Ägypten schaut auf US-Haltung im Streit um das Nilwasser
In Ägypten, dessen Eliten mit den USA traditionell sehr stark verbunden sind, beurteilt neben anderen Zeitungen auch al-Masry al-Youm die US-Wahl. Das liberal ausgerichtete Blatt galt lange Zeit als relativ unabhängig von politischer Einflussnahme, steht aber heute genauso unter staatlichem Druck wie die ägyptische Medienlandschaft generell.

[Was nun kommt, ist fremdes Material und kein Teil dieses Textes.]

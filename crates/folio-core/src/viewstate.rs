//! Scroll-driven view state: navbar state and active-section tracking.
//!
//! Raw scroll events only record the new offset; the expensive pass over
//! the live layout runs at most once per engine tick, and only when the
//! offset actually changed.

use crate::constants::{
    ACTIVATION_MARGIN, ANCHOR_OFFSET, BACK_TO_TOP_THRESHOLD, NAVBAR_HIDE_THRESHOLD,
    NAVBAR_SCROLL_THRESHOLD, REVEAL_BOTTOM_MARGIN,
};
use crate::layout::SectionLayout;

/// Thresholds and margins for scroll-driven state, in document rows.
///
/// Defaults match the reference page; the terminal shell scales them
/// down to its much shorter documents.
#[derive(Debug, Clone)]
pub struct ViewPolicy {
    /// Margin subtracted from section boundaries before activation tests.
    pub activation_margin: u32,
    /// Offset above which the navbar is "scrolled" (exclusive boundary).
    pub navbar_threshold: u32,
    /// Offset past which scrolling down hides the navbar.
    pub hide_threshold: u32,
    /// Offset above which the back-to-top affordance shows.
    pub back_to_top_threshold: u32,
    /// Offset subtracted from a section top when jumping to it.
    pub anchor_offset: u32,
    /// Margin subtracted from the viewport bottom for reveal tests.
    pub reveal_margin: u32,
}

impl Default for ViewPolicy {
    fn default() -> Self {
        Self {
            activation_margin: ACTIVATION_MARGIN,
            navbar_threshold: NAVBAR_SCROLL_THRESHOLD,
            hide_threshold: NAVBAR_HIDE_THRESHOLD,
            back_to_top_threshold: BACK_TO_TOP_THRESHOLD,
            anchor_offset: ANCHOR_OFFSET,
            reveal_margin: REVEAL_BOTTOM_MARGIN,
        }
    }
}

impl ViewPolicy {
    /// A policy scaled for terminal documents, where a "page" is a few
    /// hundred rows rather than thousands of pixels.
    #[must_use]
    pub fn terminal() -> Self {
        Self {
            activation_margin: 4,
            navbar_threshold: 2,
            hide_threshold: 0, // never hide in the terminal shell
            back_to_top_threshold: 20,
            anchor_offset: 1,
            reveal_margin: 2,
        }
    }
}

/// Scroll-driven view state controller.
///
/// Owns the scroll offset, the navbar visual state, and the identity of
/// the active section. At most one section is active at any time; above
/// the first section's activation range, none is.
#[derive(Debug, Clone)]
pub struct ViewStateController {
    policy: ViewPolicy,
    scroll_offset: u32,
    /// Offset observed at the previous evaluation, for scroll direction.
    offset_at_last_eval: u32,
    dirty: bool,
    navbar_scrolled: bool,
    navbar_hidden: bool,
    back_to_top: bool,
    active_section: Option<String>,
}

impl ViewStateController {
    /// Create a controller with the given policy, at offset 0.
    #[must_use]
    pub fn new(policy: ViewPolicy) -> Self {
        Self {
            policy,
            scroll_offset: 0,
            offset_at_last_eval: 0,
            dirty: true,
            navbar_scrolled: false,
            navbar_hidden: false,
            back_to_top: false,
            active_section: None,
        }
    }

    /// Record a new scroll offset. Cheap; no layout work happens here.
    pub fn set_scroll(&mut self, offset: u32) {
        if offset != self.scroll_offset {
            self.scroll_offset = offset;
            self.dirty = true;
        }
    }

    /// Current scroll offset.
    #[must_use]
    pub fn scroll_offset(&self) -> u32 {
        self.scroll_offset
    }

    /// Whether the navbar is in its "scrolled" visual state.
    #[must_use]
    pub fn navbar_scrolled(&self) -> bool {
        self.navbar_scrolled
    }

    /// Whether the navbar is hidden (scrolling down past the threshold).
    #[must_use]
    pub fn navbar_hidden(&self) -> bool {
        self.navbar_hidden
    }

    /// Whether the back-to-top affordance is visible.
    #[must_use]
    pub fn back_to_top_visible(&self) -> bool {
        self.back_to_top
    }

    /// Identifier of the active section, if any.
    #[must_use]
    pub fn active_section(&self) -> Option<&str> {
        self.active_section.as_deref()
    }

    /// The policy in effect.
    #[must_use]
    pub fn policy(&self) -> &ViewPolicy {
        &self.policy
    }

    /// Activation range of a section: `[top - margin, bottom - margin)`.
    ///
    /// Computed in `i64` so sections near the document top keep a
    /// well-formed (possibly negative) lower bound.
    #[must_use]
    pub fn activation_range(&self, section: &SectionLayout) -> (i64, i64) {
        let margin = i64::from(self.policy.activation_margin);
        let top = i64::from(section.top);
        let bottom = i64::from(section.bottom());
        (top - margin, bottom - margin)
    }

    /// Re-derive all scroll-driven state from the live layout.
    ///
    /// Runs the layout pass only when the offset changed since the last
    /// evaluation (or on the first call). Sections are evaluated in
    /// document order and the first matching activation range wins.
    /// Returns true if any state changed.
    pub fn evaluate(&mut self, sections: &[SectionLayout]) -> bool {
        if !self.dirty {
            return false;
        }
        self.dirty = false;

        let offset = self.scroll_offset;
        let scrolling_down = offset > self.offset_at_last_eval;
        self.offset_at_last_eval = offset;

        let scrolled = offset > self.policy.navbar_threshold;
        let hidden = self.policy.hide_threshold > 0
            && scrolling_down
            && offset > self.policy.hide_threshold;
        let back_to_top = offset > self.policy.back_to_top_threshold;

        let active = sections
            .iter()
            .find(|s| {
                let (lo, hi) = self.activation_range(s);
                let o = i64::from(offset);
                o >= lo && o < hi
            })
            .map(|s| s.id.clone());

        let changed = scrolled != self.navbar_scrolled
            || hidden != self.navbar_hidden
            || back_to_top != self.back_to_top
            || active != self.active_section;

        self.navbar_scrolled = scrolled;
        self.navbar_hidden = hidden;
        self.back_to_top = back_to_top;
        self.active_section = active;

        changed
    }

    /// Target scroll offset for jumping to a section.
    #[must_use]
    pub fn scroll_target(&self, section: &SectionLayout) -> u32 {
        section.top.saturating_sub(self.policy.anchor_offset)
    }

    /// Whether a section intersects the viewport `[offset, offset +
    /// viewport_height - reveal_margin)`. Used for the batched reveal
    /// pass; an empty intersection means not intersecting.
    #[must_use]
    pub fn section_in_viewport(&self, section: &SectionLayout, viewport_height: u32) -> bool {
        let view_top = self.scroll_offset;
        let view_bottom = self
            .scroll_offset
            .saturating_add(viewport_height)
            .saturating_sub(self.policy.reveal_margin);
        section.top < view_bottom && section.bottom() > view_top
    }
}

impl Default for ViewStateController {
    fn default() -> Self {
        Self::new(ViewPolicy::default())
    }
}

#[cfg(test)]
mod tests {
    use super::*;

    fn two_sections() -> Vec<SectionLayout> {
        vec![
            SectionLayout::new("home", 0, 500),
            SectionLayout::new("about", 500, 500),
        ]
    }

    #[test]
    fn navbar_scrolled_boundary_exact() {
        let mut view = ViewStateController::default();
        let sections = two_sections();

        view.set_scroll(49);
        view.evaluate(&sections);
        assert!(!view.navbar_scrolled());

        view.set_scroll(50);
        view.evaluate(&sections);
        assert!(!view.navbar_scrolled());

        view.set_scroll(51);
        view.evaluate(&sections);
        assert!(view.navbar_scrolled());
    }

    #[test]
    fn offset_600_activates_about_only() {
        let mut view = ViewStateController::default();
        view.set_scroll(600);
        view.evaluate(&two_sections());
        assert_eq!(view.active_section(), Some("about"));
    }

    #[test]
    fn offset_inside_home_range_activates_home() {
        let mut view = ViewStateController::default();
        // home activation range is [-100, 400)
        view.set_scroll(399);
        view.evaluate(&two_sections());
        assert_eq!(view.active_section(), Some("home"));

        view.set_scroll(400);
        view.evaluate(&two_sections());
        assert_eq!(view.active_section(), Some("about"));
    }

    #[test]
    fn no_active_section_above_first_range() {
        let mut view = ViewStateController::default();
        let sections = vec![SectionLayout::new("about", 500, 500)];
        // about's activation range starts at 400
        view.set_scroll(100);
        view.evaluate(&sections);
        assert_eq!(view.active_section(), None);
    }

    #[test]
    fn no_sections_is_a_noop() {
        let mut view = ViewStateController::default();
        view.set_scroll(600);
        view.evaluate(&[]);
        assert_eq!(view.active_section(), None);
    }

    #[test]
    fn first_match_wins_for_overlapping_ranges() {
        // Two sections whose activation ranges overlap; document order
        // decides, not reverse iteration.
        let sections = vec![
            SectionLayout::new("one", 0, 500),
            SectionLayout::new("two", 300, 500),
        ];
        let mut view = ViewStateController::default();
        view.set_scroll(350);
        view.evaluate(&sections);
        assert_eq!(view.active_section(), Some("one"));
    }

    #[test]
    fn evaluate_skips_when_offset_unchanged() {
        let mut view = ViewStateController::default();
        let sections = two_sections();
        view.set_scroll(600);
        assert!(view.evaluate(&sections));
        // Same offset: no work, no change.
        assert!(!view.evaluate(&sections));
        // Re-setting the same offset does not dirty the controller.
        view.set_scroll(600);
        assert!(!view.evaluate(&sections));
    }

    #[test]
    fn navbar_hides_scrolling_down_and_shows_scrolling_up() {
        let mut view = ViewStateController::default();
        let sections = two_sections();

        view.set_scroll(300);
        view.evaluate(&sections);
        assert!(view.navbar_hidden());

        view.set_scroll(200);
        view.evaluate(&sections);
        assert!(!view.navbar_hidden());
    }

    #[test]
    fn navbar_not_hidden_below_threshold() {
        let mut view = ViewStateController::default();
        view.set_scroll(80);
        view.evaluate(&two_sections());
        assert!(!view.navbar_hidden());
    }

    #[test]
    fn back_to_top_threshold() {
        let mut view = ViewStateController::default();
        let sections = two_sections();

        view.set_scroll(300);
        view.evaluate(&sections);
        assert!(!view.back_to_top_visible());

        view.set_scroll(301);
        view.evaluate(&sections);
        assert!(view.back_to_top_visible());
    }

    #[test]
    fn scroll_target_applies_anchor_offset() {
        let view = ViewStateController::default();
        let section = SectionLayout::new("skills", 1000, 400);
        assert_eq!(view.scroll_target(&section), 920);

        let first = SectionLayout::new("home", 0, 400);
        assert_eq!(view.scroll_target(&first), 0);
    }

    #[test]
    fn section_in_viewport_respects_reveal_margin() {
        let view = ViewStateController::default();
        // Viewport [0, 200 - 50) = [0, 150)
        let visible = SectionLayout::new("a", 100, 50);
        assert!(view.section_in_viewport(&visible, 200));

        let below = SectionLayout::new("b", 150, 50);
        assert!(!view.section_in_viewport(&below, 200));
    }

    #[test]
    fn terminal_policy_disables_hiding() {
        let mut view = ViewStateController::new(ViewPolicy::terminal());
        view.set_scroll(500);
        view.evaluate(&two_sections());
        assert!(!view.navbar_hidden());
        assert!(view.navbar_scrolled());
    }
}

Der Autor Amr el-Shobaki schreibt in zwei Kommentaren, „Trumps Niederlage“ und „Bidens Sieg“, der demokratische Wahlsieger werde „eine Reihe sehr schlechter Trump-Entscheidungen aufheben, etwa den Rückzug der USA aus Weltgesundheitsorganisation und Pariser Klimaabkommen sowie das Einreiseverbot für Bürger mehrerer islamischer Länder nach Amerika.“
Die besondere Herausforderung für Ägypten sei nicht etwa die Haltung der USA zur Muslimbruderschaft, sondern ihr Blick auf Äthiopien – eine interessante Kombination dieser beiden Themen. Shobaki geht es um den fast fertiggestellten äthiopischen Renaissance-Staudamm (GERD) am Blauen Nil; Ägypten befürchtet Abhängigkeiten und Wasserknappheit. „Äthiopien stellt sich als Teil der Bürgerrechtsbewegung in den USA dar und fördert politische Propaganda“, die Ägypten als Kolonialland erscheinen lassen wolle. Für Ägypten hänge vieles davon ab, wie die künftige US-Regierung mit dieser Frage umgeht.